The same rules were adopted as Formula Pacific (not to be confused with the US Formula Atlantic Pacific Championship) and races were run in Australia and New Zealand, where Formula Pacific became the top class of racing. For a few years the prestigious Macau Grand Prix was run to Formula Pacific rules before becoming a Formula Three race. South Africa also adopted Formula Atlantic rules, but later mandated that the cars were fitted with Mazda Wankel engines.

In recognition of the global acceptance of the formula it was briefly renamed Formula Mondial in 1983, but this series failed to materialize.

Among Atlantic drivers in races through 1982 were Keke Rosberg, Gilles Villeneuve, Michael Andretti, Bobby Rahal, Howdy Holmes, Tom Gloy, Dave McMikllan, Kevin Cogan, Jacques Villeneuve Sr, Chris Kneifel and Roberto Moreno.

In 1983, Jon Norman, Gudrun and Rick Shea and Tim Fortner, formed West Coast Atlantic Racing - WCAR - and ran a series of professional races for Atlantic cars on the U.S. west coast, with Al Brizzard as Chief Steward. WCAR had originally sprung up with the FIA's "Formula Mondial" championship and when that folded prematurely, WCAR became Atlantic racing in the United States.

On the east coast, Vicki O'Connor decided to establish a similar series. Thus, East Coast Atlantic Racing - ECAR - was born. Simultaneously, Vicki established Pro-Motion Agency Ltd as the organizing and managing body to run the series and had SCCA as the sanctioning body.

The first ECAR race was at Summit Point Motorsports Park in West Virginia on 07 Jul 1985. Incidentally, this race and all subsequent Atlantic series races except those on ovals, used a series signature standing start following a group warm-up lap.

Both WCAR and ECAR ran races for a while until the two series were merged under Vicki's management in 1991.

Vicki brought to the management of the Atlantic series the many years of experience she'd accumulated while working for Carl Haas in his Lola, Hewland and other racing equipment import business, and more directly, her involvement in Carl's race team management in the CanAm and other series.

Vicki's biography as a member of the Road Racing Drivers Club reads in part "… the Toyota Atlantic Series which developed into the most successful and longest-running open-wheel driver development series in North America".

The Toyota Atlantic Series ran on road courses, ovals, street courses and airports in the United States, Canada and Mexico.

The success of the series brought it the sponsorship and engine development of Toyota Motor Corporation in 1989 under its North American competition division, Toyota Racing Development, led by Les Unger.

Later races were sanctioned by CART (Championship Auto Racing Teams) when CART bought Pro-Motion Agency Ltd.

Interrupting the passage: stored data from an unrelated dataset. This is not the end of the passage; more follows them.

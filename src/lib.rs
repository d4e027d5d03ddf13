pub mod config;
pub mod data;
pub mod db;
pub mod detail;
pub mod form;
pub mod navigation;
pub mod service;
pub mod siblings;
pub mod switch;

pub use detail::{DetailView, DishDetail, RouteParams, Visibility};
pub use service::{DishService, HttpDishService};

When Champ Car succeeded CART in 2004, the new owners also bought Pro-Motion Agency, and Toyota Atlantic continued under their sanctioning. The series ended with the bankruptcy of Champ Car in 2007.

The series raised to prominence a great number of drivers including Michael Andretti, Jacques Vlleneuve, Scott Goodyear, Joey Hand, Buddy Rice, Sam Hornish, Ryan Hunter-Reay, Brian Till, Dan Wheldon, Alex Tagliani, Calvin Fish, Danica Patrick, Simon Pagenaud, A. J. Allmendinger, Graham Rahal and Katherine Legge.

The latest in a long line of television celebrities to enter this series—starting with Dick Smothers at the very first race in 1968—was Frankie Muniz of the Fox Network comedy Malcolm in the Middle, making his debut in 2007. Sharing the dream of many American open wheel racers, Muniz stated his intention to use Champ Car Atlantics as a direct path to racing in the Champ Car World Series.

===Women in the Atlantic Championship===
A few women have chosen to participate in Atlantic racing under the Toyota Atlantic or Atlantic Championship powered by Mazda banner.

As mentioned in the list of former drivers, Danica Patrick was an Atlantic competitor in 2003 and 2004. She was the first woman to score a pole position in the series and the first woman to finish on the podium. She also led the 2004 season briefly before finishing third overall in season results, but did not score a win in two years of Atlantic competition.

Katherine Legge also competed in Atlantic for a season. In 2005, she became the first woman in history to win a professional open wheel race in North America, at Long Beach, California. She then amassed two more wins in the same season and finished third overall in season results.

Christal Waddy was the first African American female Motorsport Director in the United States for a professional motorsport team. In 2006 Christal campaigned a two car entry for car owner Bob Gelles of Gelles Racing sponsored by Western Union. Driver Robbie Pecorari won a race in Toronto, Canada and finished eleventh in points. Stephen Simpson competed in three races with his best finish of fifth place in Monterrey, Mexico. Christal was also the owner of sponsor Roadblock Protective Systems and Team Manager for BMW of Sterling Motorsports.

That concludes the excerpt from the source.